Rendahnya kesadaran masyarakat melaporkan jenis disabilitas anggota keluarganya rentan memicu tidak optimalnya pelayanan bagi calon pemilih difabel. Tanpa informasi akurat, persiapan di tempat pemungutan suara di pemilihan umum kali ini dikhawatirkan bakal tidak ramah bagi pemilih difabel.
Oleh
PANDU WIYOGA
·2 menit baca
MEDAN, KOMPAS — Rendahnya kesadaran masyarakat melaporkan jenis disabilitas anggota keluarganya rentan memicu tidak optimalnya pelayanan bagi calon pemilih difabel. Tanpa informasi akurat, persiapan di tempat pemungutan suara di pemilihan umum kali ini dikhawatirkan bakal tidak ramah bagi pemilih difabel.
Berdasarkan data KPU Sumatera Utara, ada 11.882 pemilih difabel masuk daftar pemilih tetap (DPT). Dari jumlah itu, 3.889 pemilih adalah difabel daksa dan 1.839 pemilih lainnya adalah difabel netra.
"Tantangan utama melayani pemilih difabel adalah kelengkapan data jenis disabilitas yang disandang," kata Komisioner Bidang Data dan Informasi KPU Sumut Herdensi Adni, Selasa (16/4/2019).
Menurut Herdensi, pihaknya sejak jauh hari telah mengimbau seluruh kelompok penyelenggara pemungutan suara (KPSS) membuat TPS yang dapat diakses difabel netra dan daksa. Standar yang diterapkan adalah pembuatan akses jalan tidak berundak, tidak dibatasi parit, dan bias dilewati pengguna kursi roda. Ia berharap, hal itu akan memberikan kenyamanan maksimal bagi pemilih difabel.
Direktur Eksekutif Perkumpulan untuk Pemilu dan Demokrasi Titi Anggraini meragukan semua KPPS akan membangun TPS sesuai dengan peraturan aksesbilitas yang berlaku. Menurut dia, perlu pengawasan ketat dan sanksi tegas agar asas aksesbilitas dalam pembangunan TPS benar-benar diterapkan.
Titi menyatakan, dari pengalaman pemilu sebelumnya ditemukan kesenjangan antara pemahaman peraturan tentang aksesbilitas bagi pemilih difabel dan implementasi di lapangan. Yang sering terjadi, petugas KPPS yang didaerahnya tidak terdapat pemilih difabel enggan membangun TPS sesuai asas aksesbilitas yang berlaku.

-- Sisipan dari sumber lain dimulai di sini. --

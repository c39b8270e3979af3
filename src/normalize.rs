//! Per-property value normalization.
//!
//! Unit and format rules for individual CSS properties live outside the
//! adapter. The adapter calls a [`ValueNormalizer`] for transform function
//! arguments and for animation start values used in transforms.

use crate::value::StyleValue;

/// Normalizes a raw value for a property or transform function name.
///
/// Implementations must pass animation references through unchanged so the
/// adapter can detect and bind them.
///
/// Any `Fn(&str, &StyleValue) -> StyleValue` closure is a normalizer:
///
/// ```rust
/// use stylebridge::{StyleValue, ValueNormalizer};
///
/// let degrees = |property: &str, value: &StyleValue| match (property, value) {
///     ("rotate", StyleValue::Number(n)) => StyleValue::String(format!("{}deg", n)),
///     _ => value.clone(),
/// };
///
/// assert_eq!(degrees.normalize("rotate", &45.into()), "45deg".into());
/// ```
pub trait ValueNormalizer {
    fn normalize(&self, property: &str, value: &StyleValue) -> StyleValue;
}

impl<F> ValueNormalizer for F
where
    F: Fn(&str, &StyleValue) -> StyleValue,
{
    fn normalize(&self, property: &str, value: &StyleValue) -> StyleValue {
        self(property, value)
    }
}

/// Returns every value unchanged.
#[derive(Debug, Clone, Copy, Default, PartialEq, Eq)]
pub struct IdentityNormalizer;

impl ValueNormalizer for IdentityNormalizer {
    fn normalize(&self, _property: &str, value: &StyleValue) -> StyleValue {
        value.clone()
    }
}
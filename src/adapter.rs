//! The style adapter.

use tracing::trace;

use crate::color::{apply_color_arrays, expand_hex_colors};
use crate::normalize::{IdentityNormalizer, ValueNormalizer};
use crate::options::AdapterOptions;
use crate::rules::{
    apply_box_shorthands, apply_edge_borders, apply_layout_defaults, apply_position_defaults,
    bind_animations, fix_hairline, format_line_height,
};
use crate::transform::apply_transform;
use crate::value::{ResolvedStyle, StyleFragment, StyleInput};

/// Converts native-style declarations into web-ready style maps.
///
/// The adapter never mutates its input. Each call to [`StyleAdapter::resolve`]
/// starts from an empty working map, merges every fragment in order and
/// runs the full normalization pass after each merge, so later fragments can
/// re-trigger defaults earlier ones already filled in.
///
/// # Example
///
/// ```rust
/// use stylebridge::{StyleAdapter, StyleFragment, StyleInput, StyleValue};
///
/// let adapter = StyleAdapter::new();
/// let input = StyleInput::List(vec![
///     StyleFragment::new().with("marginHorizontal", 12).with("height", 0.5),
///     StyleFragment::new().with("display", "none"),
/// ]);
///
/// let style = adapter.resolve(&input);
/// assert_eq!(style.get("marginLeft"), Some(&"12px".into()));
/// assert_eq!(style.get("height"), Some(&"1px".into()));
/// assert_eq!(style.get("display"), Some(&"none".into()));
/// assert_eq!(style.get("boxSizing"), Some(&"border-box".into()));
/// ```
#[derive(Debug, Clone, Default)]
pub struct StyleAdapter<N = IdentityNormalizer> {
    options: AdapterOptions,
    normalizer: N,
}

impl StyleAdapter {
    /// Creates an adapter with default options and an identity normalizer.
    pub fn new() -> Self {
        Self::default()
    }
}

impl<N: ValueNormalizer> StyleAdapter<N> {
    /// Creates an adapter that normalizes transform values with `normalizer`.
    pub fn with_normalizer(normalizer: N) -> Self {
        Self {
            options: AdapterOptions::default(),
            normalizer,
        }
    }

    /// Replaces the adapter options, returning the updated adapter for chaining.
    pub fn options(mut self, options: AdapterOptions) -> Self {
        self.options = options;
        self
    }

    /// Returns the options this adapter resolves with.
    pub fn current_options(&self) -> &AdapterOptions {
        &self.options
    }

    /// Merges the input fragments and produces the web-ready style.
    pub fn resolve(&self, input: &StyleInput) -> ResolvedStyle {
        let fragments = input.fragments();
        trace!(fragments = fragments.len(), "resolving style");

        let style = fragments
            .iter()
            .fold(StyleFragment::new(), |mut style, fragment| {
                style.merge(fragment);
                self.normalize(style)
            });
        ResolvedStyle::new(style)
    }

    /// Runs one full normalization pass over a merged style.
    pub fn normalize(&self, style: StyleFragment) -> StyleFragment {
        trace!(properties = style.len(), "normalizing style");

        let style = apply_layout_defaults(style, self.options.display_value());
        let style = format_line_height(style);
        let style = apply_position_defaults(style);
        let style = apply_edge_borders(style);
        let style = apply_box_shorthands(style);
        let style = fix_hairline(style);
        let style = apply_color_arrays(style);
        let style = expand_hex_colors(style, self.options.rgba_notation);
        let style = bind_animations(style);
        apply_transform(style, &self.normalizer)
    }
}

/// Resolves a style with a default [`StyleAdapter`].
///
/// # Example
///
/// ```rust
/// use stylebridge::{resolve_style, StyleFragment};
///
/// let style = resolve_style(&StyleFragment::new().with("lineHeight", 18).into());
/// assert_eq!(style.get("lineHeight"), Some(&"18px".into()));
/// assert_eq!(style.get("position"), Some(&"relative".into()));
/// ```
pub fn resolve_style(input: &StyleInput) -> ResolvedStyle {
    StyleAdapter::new().resolve(input)
}

#[cfg(test)]
mod tests {
    use super::*;
    use crate::animation::{Binding, StaticAnimation};
    use crate::color::RgbaNotation;
    use crate::env::FlexSupport;
    use crate::value::StyleValue;

    fn native() -> AdapterOptions {
        AdapterOptions::new().flex_support(FlexSupport::Native)
    }

    #[test]
    fn test_empty_input_gets_defaults() {
        let adapter = StyleAdapter::new().options(native());
        let style = adapter.resolve(&StyleFragment::new().into());

        let keys: Vec<&str> = style.iter().map(|(key, _)| key).collect();
        assert_eq!(
            keys,
            vec!["display", "flexDirection", "position", "boxSizing"]
        );
        assert_eq!(style.get("display"), Some(&"flex".into()));
    }

    #[test]
    fn test_options_are_reported() {
        let options = native().rgba_notation(RgbaNotation::Legacy);
        let adapter = StyleAdapter::new().options(options);
        assert_eq!(adapter.current_options(), &options);
        assert_eq!(StyleAdapter::new().current_options(), &AdapterOptions::default());
    }

    #[test]
    fn test_empty_list_resolves_to_empty_style() {
        let style = StyleAdapter::new().resolve(&StyleInput::List(vec![]));
        assert!(style.is_empty());
    }

    #[test]
    fn test_prefixed_flex_option() {
        let adapter =
            StyleAdapter::new().options(AdapterOptions::new().flex_support(FlexSupport::Prefixed));
        let style = adapter.resolve(&StyleFragment::new().into());
        assert_eq!(style.get("display"), Some(&"-webkit-flex".into()));
    }

    #[test]
    fn test_later_fragment_overrides_display() {
        let adapter = StyleAdapter::new().options(native());
        let input = StyleInput::List(vec![
            StyleFragment::new().with("width", 10),
            StyleFragment::new().with("display", "none"),
        ]);

        let style = adapter.resolve(&input);
        assert_eq!(style.get("display"), Some(&"none".into()));
        // flexDirection was defaulted by the first pass and survives
        assert_eq!(style.get("flexDirection"), Some(&"column".into()));
    }

    #[test]
    fn test_later_fragment_retriggers_shorthand() {
        let adapter = StyleAdapter::new().options(native());
        let input = StyleInput::List(vec![
            StyleFragment::new().with("marginHorizontal", 4),
            StyleFragment::new().with("marginLeft", 1),
        ]);

        // The shorthand is still present after the second merge and wins again
        let style = adapter.resolve(&input);
        assert_eq!(style.get("marginLeft"), Some(&"4px".into()));
    }

    #[test]
    fn test_color_array_then_hex_expansion() {
        let adapter = StyleAdapter::new().options(native());
        let style = adapter.resolve(
            &StyleFragment::new()
                .with("backgroundColors", vec!["#11223344", "#ffffffff"])
                .into(),
        );
        assert_eq!(
            style.get("backgroundColor"),
            Some(&"rgba(17,34,51,68)".into())
        );
    }

    #[test]
    fn test_legacy_rgba_notation() {
        let adapter =
            StyleAdapter::new().options(native().rgba_notation(RgbaNotation::Legacy));
        let style =
            adapter.resolve(&StyleFragment::new().with("backgroundColor", "#11223344").into());
        assert_eq!(
            style.get("backgroundColor"),
            Some(&"rbga(17,34,51,68)".into())
        );
    }

    #[test]
    fn test_normalizer_applies_to_transforms_only() {
        let px = |_: &str, value: &StyleValue| crate::units::to_px(value);
        let adapter = StyleAdapter::with_normalizer(px).options(native());
        let style = adapter.resolve(
            &StyleFragment::new()
                .with("width", 10)
                .with(
                    "transform",
                    vec![StyleFragment::new().with("translateX", 10)],
                )
                .into(),
        );

        assert_eq!(style.get("width"), Some(&10.into()));
        assert_eq!(style.get("transform"), Some(&"translateX(10px)".into()));
    }

    #[test]
    fn test_input_is_not_mutated() {
        let animation = StaticAnimation::new(0);
        let fragment = StyleFragment::new()
            .with("opacity", StyleValue::animation(animation.clone()))
            .with("height", 0.5);
        let input = StyleInput::from(fragment.clone());

        let _ = StyleAdapter::new().resolve(&input);
        assert_eq!(input, StyleInput::Single(fragment));
        assert_eq!(animation.bindings(), vec![Binding::Style("opacity".into())]);
    }

    #[test]
    fn test_normalize_is_idempotent() {
        let adapter = StyleAdapter::new().options(native());
        let style = StyleFragment::new()
            .with("borderWidth", 1)
            .with("borderTopWidth", 2)
            .with("paddingVertical", "3")
            .with("colors", vec!["#000000ff"])
            .with("transform", vec![StyleFragment::new().with("rotate", "9deg")]);

        let once = adapter.normalize(style);
        let twice = adapter.normalize(once.clone());
        assert_eq!(once, twice);
    }
}
//! Errors from loading styles and adapter options.
//!
//! Resolving a style never fails; malformed fields simply do not trigger the
//! rules that would read them. Only the text loading surfaces return errors.

use thiserror::Error;

/// Error returned when style input or adapter options cannot be loaded.
#[derive(Debug, Error)]
pub enum StyleError {
    /// The text was not valid JSON
    #[error("invalid JSON: {0}")]
    Json(#[from] serde_json::Error),
    /// The text was not valid YAML
    #[error("invalid YAML: {0}")]
    Yaml(#[from] serde_yaml::Error),
    /// The top level was neither a style object nor a list of style objects
    #[error("expected a style object or a list of style objects, found {found}")]
    NotAFragment { found: &'static str },
    /// An element of a style list was not a style object
    #[error("style list entry {index} is a {found}, expected a style object")]
    InvalidFragment { index: usize, found: &'static str },
}
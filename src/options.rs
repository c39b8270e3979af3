//! Adapter configuration.

use serde::{Deserialize, Serialize};

use crate::color::RgbaNotation;
use crate::env::{detect_flex_support, FlexSupport};
use crate::error::StyleError;

/// Options controlling how the adapter renders environment-dependent values.
///
/// Every field has a default, so option files only need to name what they
/// change.
///
/// # Example
///
/// ```rust
/// use stylebridge::{AdapterOptions, FlexSupport, RgbaNotation};
///
/// let options = AdapterOptions::from_yaml("flex_support: prefixed\n").unwrap();
/// assert_eq!(options.flex_support, Some(FlexSupport::Prefixed));
/// assert_eq!(options.rgba_notation, RgbaNotation::Standard);
/// ```
#[derive(Debug, Clone, Copy, Default, PartialEq, Eq, Serialize, Deserialize)]
#[serde(default, deny_unknown_fields)]
pub struct AdapterOptions {
    /// Pins the flexbox keyword. When `None`, the process-wide detector decides.
    pub flex_support: Option<FlexSupport>,
    /// Function name used when expanding 8-digit hex colors.
    pub rgba_notation: RgbaNotation,
}

impl AdapterOptions {
    pub fn new() -> Self {
        Self::default()
    }

    /// Pins the flexbox keyword instead of asking the detector.
    pub fn flex_support(mut self, support: FlexSupport) -> Self {
        self.flex_support = Some(support);
        self
    }

    pub fn rgba_notation(mut self, notation: RgbaNotation) -> Self {
        self.rgba_notation = notation;
        self
    }

    /// Loads options from JSON text.
    pub fn from_json(text: &str) -> Result<Self, StyleError> {
        Ok(serde_json::from_str(text)?)
    }

    /// Loads options from YAML text.
    pub fn from_yaml(text: &str) -> Result<Self, StyleError> {
        Ok(serde_yaml::from_str(text)?)
    }

    /// The `display` keyword to use as the layout default.
    pub(crate) fn display_value(&self) -> &'static str {
        self.flex_support
            .unwrap_or_else(detect_flex_support)
            .display_value()
    }
}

"Selain itu, masalah terbesarnya tentu soal masih banyak keluarga yang punya stigma penyandang disabilitas tidak penting untuk ikut memilih. Padahal menurut Undang-Undang dan Peraturan KPU pemilih difabel memiliki hak yang sama dan dapat didahulukan ketika memilih," kata Titi.
Kekhawatiran
Bendahara Umum Persatuan Tunanetra Indonesia Sumut Edi Saputra mengatakan, banyak pemilih difabel bakal memilih mencoblos di TPS khusus. Salah satunya di Kantor Dewan Perwakilan Daerah Pertuni Sumut. Mereka merasa tidak nyaman mencoblos di TPS sesuai domisili tempat tinggal.
"Kalau mencoblos di TPS umum, kami takut membuat warga lain menunggu lama. Pasti butuh waktu lebih lama untuk menyelesaikan lima kertas suara dibanding warga pada umumnya," kata Edi.
Ia menambahkan, persoalan lain yang dihadapi adalah tidak semua keluarga penyandang tunanetra bisa mendampingi mereka ke bilik suara. Dengan begitu mereka akan bergantung kepada petugas KPPS untuk mendampingi mereka menentukan pilihan.
"Kalau tidak didampingi keluarga atau teman yang benar-benar dikenal kami takut (suara) dimanipulasi. Bagi yang keluarganya tidak bisa mendampingi butuh pendekatan cukup karena tidak tiba-tiba kami percaya kepada orang yang belum lama dikenal," kata Edi.